▶ Activity:
Select all lines holding the word "Option" from the entries that follow.

=== Begin Enclosure ===

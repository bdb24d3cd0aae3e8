//! Redis cache provider implementation.

use std::time::Duration;

use async_trait::async_trait;
use redis::AsyncCommands;
use tracing::debug;

use adminhub_core::error::{AppError, ErrorKind};
use adminhub_core::result::AppResult;
use adminhub_core::traits::cache::CacheProvider;

use super::client::RedisClient;

/// Keys fetched per SCAN round-trip.
const SCAN_BATCH: usize = 500;

/// Redis-backed cache provider.
#[derive(Debug, Clone)]
pub struct RedisCacheProvider {
    /// Redis client.
    client: RedisClient,
}

impl RedisCacheProvider {
    /// Create a new Redis cache provider.
    pub fn new(client: RedisClient) -> Self {
        Self { client }
    }

    /// Map a Redis error to an AppError.
    fn map_err(e: redis::RedisError) -> AppError {
        AppError::with_source(ErrorKind::StoreUnavailable, format!("Redis error: {e}"), e)
    }

    /// Redis rejects a zero expiry, so round sub-millisecond TTLs up.
    fn millis(ttl: Duration) -> u64 {
        (ttl.as_millis() as u64).max(1)
    }
}

#[async_trait]
impl CacheProvider for RedisCacheProvider {
    async fn get(&self, key: &str) -> AppResult<Option<String>> {
        let full_key = self.client.prefixed_key(key);
        let mut conn = self.client.conn_mut();
        let result: Option<String> = conn.get(&full_key).await.map_err(Self::map_err)?;
        Ok(result)
    }

    async fn set(&self, key: &str, value: &str, ttl: Duration) -> AppResult<()> {
        let full_key = self.client.prefixed_key(key);
        let mut conn = self.client.conn_mut();

        // SET key value PX ttl
        let _: () = redis::cmd("SET")
            .arg(&full_key)
            .arg(value)
            .arg("PX")
            .arg(Self::millis(ttl))
            .query_async(&mut conn)
            .await
            .map_err(Self::map_err)?;
        Ok(())
    }

    async fn delete(&self, key: &str) -> AppResult<()> {
        let full_key = self.client.prefixed_key(key);
        let mut conn = self.client.conn_mut();
        let _: () = conn.del(&full_key).await.map_err(Self::map_err)?;
        Ok(())
    }

    async fn exists(&self, key: &str) -> AppResult<bool> {
        let full_key = self.client.prefixed_key(key);
        let mut conn = self.client.conn_mut();
        let result: bool = conn.exists(&full_key).await.map_err(Self::map_err)?;
        Ok(result)
    }

    async fn expire(&self, key: &str, ttl: Duration) -> AppResult<bool> {
        let full_key = self.client.prefixed_key(key);
        let mut conn = self.client.conn_mut();
        let result: i64 = redis::cmd("PEXPIRE")
            .arg(&full_key)
            .arg(Self::millis(ttl))
            .query_async(&mut conn)
            .await
            .map_err(Self::map_err)?;
        Ok(result == 1)
    }

    async fn ttl(&self, key: &str) -> AppResult<Option<Duration>> {
        let full_key = self.client.prefixed_key(key);
        let mut conn = self.client.conn_mut();
        let millis: i64 = redis::cmd("PTTL")
            .arg(&full_key)
            .query_async(&mut conn)
            .await
            .map_err(Self::map_err)?;

        // -2: no such key, -1: key without expiry.
        Ok(match millis {
            -2 => None,
            -1 => Some(Duration::MAX),
            ms => Some(Duration::from_millis(ms.max(0) as u64)),
        })
    }

    async fn keys(&self, prefix: &str) -> AppResult<Vec<String>> {
        let pattern = format!("{}*", self.client.prefixed_key(prefix));
        let mut conn = self.client.conn_mut();
        let mut cursor: u64 = 0;
        let mut keys = Vec::new();

        loop {
            let (next, batch): (u64, Vec<String>) = redis::cmd("SCAN")
                .arg(cursor)
                .arg("MATCH")
                .arg(&pattern)
                .arg("COUNT")
                .arg(SCAN_BATCH)
                .query_async(&mut conn)
                .await
                .map_err(Self::map_err)?;

            keys.extend(
                batch
                    .iter()
                    .map(|key| self.client.unprefixed_key(key).to_string()),
            );

            if next == 0 {
                break;
            }
            cursor = next;
        }

        // SCAN may return a key more than once across iterations.
        keys.sort();
        keys.dedup();

        debug!(prefix, count = keys.len(), "Scanned keys by prefix");
        Ok(keys)
    }

    async fn health_check(&self) -> AppResult<bool> {
        let mut conn = self.client.conn_mut();
        let pong: String = redis::cmd("PING")
            .query_async(&mut conn)
            .await
            .map_err(Self::map_err)?;
        Ok(pong == "PONG")
    }
}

=== End Enclosure ===

▶ Your solution:
    async fn get(&self, key: &str) -> AppResult<Option<String>> {
        let result: Option<String> = conn.get(&full_key).await.map_err(Self::map_err)?;
    async fn ttl(&self, key: &str) -> AppResult<Option<Duration>> {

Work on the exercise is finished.